All lines holding the string "CallId" should be copied from the data below.

◆ ◆ ◆

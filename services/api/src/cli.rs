use crate::demo::{run_demo, DemoArgs};
use crate::server;
use clap::{Args, Parser, Subcommand};
use screencall::error::AppError;

#[derive(Parser, Debug)]
#[command(
    name = "screencall",
    about = "Run the AI phone-screening interview service or a local walkthrough",
    version
)]
struct Cli {
    #[command(subcommand)]
    command: Option<Command>,
}

#[derive(Subcommand, Debug)]
enum Command {
    /// Start the HTTP service and the reconciliation scheduler (default command)
    Serve(ServeArgs),
    /// Walk one interview through scheduling, dispatch and reconciliation with a simulated provider
    Demo(DemoArgs),
}

#[derive(Args, Debug, Default)]
pub(crate) struct ServeArgs {
    /// Override the configured host for the HTTP server
    #[arg(long)]
    pub(crate) host: Option<String>,
    /// Override the configured port for the HTTP server
    #[arg(long)]
    pub(crate) port: Option<u16>,
    /// Serve requests without starting the poll and sweep tasks
    #[arg(long)]
    pub(crate) no_scheduler: bool,
}

pub(crate) async fn run() -> Result<(), AppError> {
    let cli = Cli::parse();
    let command = cli
        .command
        .unwrap_or_else(|| Command::Serve(ServeArgs::default()));

    match command {
        Command::Serve(args) => server::run(args).await,
        Command::Demo(args) => run_demo(args).await,
    }
}
use std::collections::HashMap;
use std::sync::{Mutex, MutexGuard};

use super::domain::{AgentId, CallId, Interview, InterviewId, InterviewStatus};
use super::lifecycle::{apply_change, StatusChange, TransitionRejected};

/// Result of a conditional status change.
#[derive(Debug, Clone, PartialEq)]
pub enum ChangeOutcome {
    /// The change was applied; carries the updated interview.
    Applied(Interview),
    /// The interview's current status does not allow the change; carries the unchanged record.
    Rejected {
        current: Interview,
        reason: TransitionRejected,
    },
}

/// Storage abstraction for interviews.
///
/// `apply` must be atomic with respect to the status check: two concurrent completions of the
/// same interview must result in exactly one `Applied`.
pub trait InterviewStore: Send + Sync {
    fn insert(&self, interview: Interview) -> Result<Interview, StoreError>;
    fn fetch(&self, id: &InterviewId) -> Result<Option<Interview>, StoreError>;
    fn find_by_call(&self, call_id: &CallId) -> Result<Option<Interview>, StoreError>;
    fn list_by_status(&self, status: InterviewStatus) -> Result<Vec<Interview>, StoreError>;
    /// Record a provisioned agent unless one is already present. Returns the agent in effect.
    fn attach_agent(&self, id: &InterviewId, agent_id: AgentId) -> Result<AgentId, StoreError>;
    fn apply(&self, id: &InterviewId, change: StatusChange) -> Result<ChangeOutcome, StoreError>;
}

/// Error enumeration for store failures.
#[derive(Debug, thiserror::Error)]
pub enum StoreError {
    #[error("record already exists")]
    Conflict,
    #[error("record not found")]
    NotFound,
    #[error("store unavailable: {0}")]
    Unavailable(String),
}

#[derive(Default)]
struct Tables {
    interviews: HashMap<InterviewId, Interview>,
    calls: HashMap<CallId, InterviewId>,
}

/// Process-local store guarded by a single mutex, which makes `apply` a compare-and-set.
#[derive(Default)]
pub struct InMemoryInterviewStore {
    tables: Mutex<Tables>,
}

impl InMemoryInterviewStore {
    pub fn new() -> Self {
        Self::default()
    }

    fn lock(&self) -> Result<MutexGuard<'_, Tables>, StoreError> {
        self.tables
            .lock()
            .map_err(|_| StoreError::Unavailable("interview store lock poisoned".to_string()))
    }

    pub fn len(&self) -> usize {
        self.lock().map(|tables| tables.interviews.len()).unwrap_or(0)
    }

    pub fn is_empty(&self) -> bool {
        self.len() == 0
    }
}

impl InterviewStore for InMemoryInterviewStore {
    fn insert(&self, interview: Interview) -> Result<Interview, StoreError> {
        let mut tables = self.lock()?;
        if tables.interviews.contains_key(&interview.id) {
            return Err(StoreError::Conflict);
        }
        if let Some(call_id) = &interview.call_id {
            tables.calls.insert(call_id.clone(), interview.id.clone());
        }
        tables
            .interviews
            .insert(interview.id.clone(), interview.clone());
        Ok(interview)
    }

    fn fetch(&self, id: &InterviewId) -> Result<Option<Interview>, StoreError> {
        let tables = self.lock()?;
        Ok(tables.interviews.get(id).cloned())
    }

    fn find_by_call(&self, call_id: &CallId) -> Result<Option<Interview>, StoreError> {
        let tables = self.lock()?;
        Ok(tables
            .calls
            .get(call_id)
            .and_then(|id| tables.interviews.get(id))
            .cloned())
    }

    fn list_by_status(&self, status: InterviewStatus) -> Result<Vec<Interview>, StoreError> {
        let tables = self.lock()?;
        let mut matching: Vec<Interview> = tables
            .interviews
            .values()
            .filter(|interview| interview.status == status)
            .cloned()
            .collect();
        matching.sort_by(|a, b| a.scheduled_at.cmp(&b.scheduled_at).then(a.id.cmp(&b.id)));
        Ok(matching)
    }

    fn attach_agent(&self, id: &InterviewId, agent_id: AgentId) -> Result<AgentId, StoreError> {
        let mut tables = self.lock()?;
        let interview = tables.interviews.get_mut(id).ok_or(StoreError::NotFound)?;
        let agent = interview.agent_id.get_or_insert(agent_id);
        Ok(agent.clone())
    }

    fn apply(&self, id: &InterviewId, change: StatusChange) -> Result<ChangeOutcome, StoreError> {
        let mut tables = self.lock()?;
        let interview = tables.interviews.get_mut(id).ok_or(StoreError::NotFound)?;

        let new_call = match &change {
            StatusChange::Start { call_id, .. } => Some(call_id.clone()),
            _ => None,
        };

        let mut updated = interview.clone();
        if let Err(reason) = apply_change(&mut updated, change) {
            return Ok(ChangeOutcome::Rejected {
                current: interview.clone(),
                reason,
            });
        }
        *interview = updated.clone();

        if let Some(call_id) = new_call {
            tables.calls.insert(call_id, id.clone());
        }

        Ok(ChangeOutcome::Applied(updated))
    }
}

◆ ◆ ◆

== Solution ==
use super::domain::{AgentId, CallId, Interview, InterviewId, InterviewStatus};
    fn find_by_call(&self, call_id: &CallId) -> Result<Option<Interview>, StoreError>;
    calls: HashMap<CallId, InterviewId>,
    fn find_by_call(&self, call_id: &CallId) -> Result<Option<Interview>, StoreError> {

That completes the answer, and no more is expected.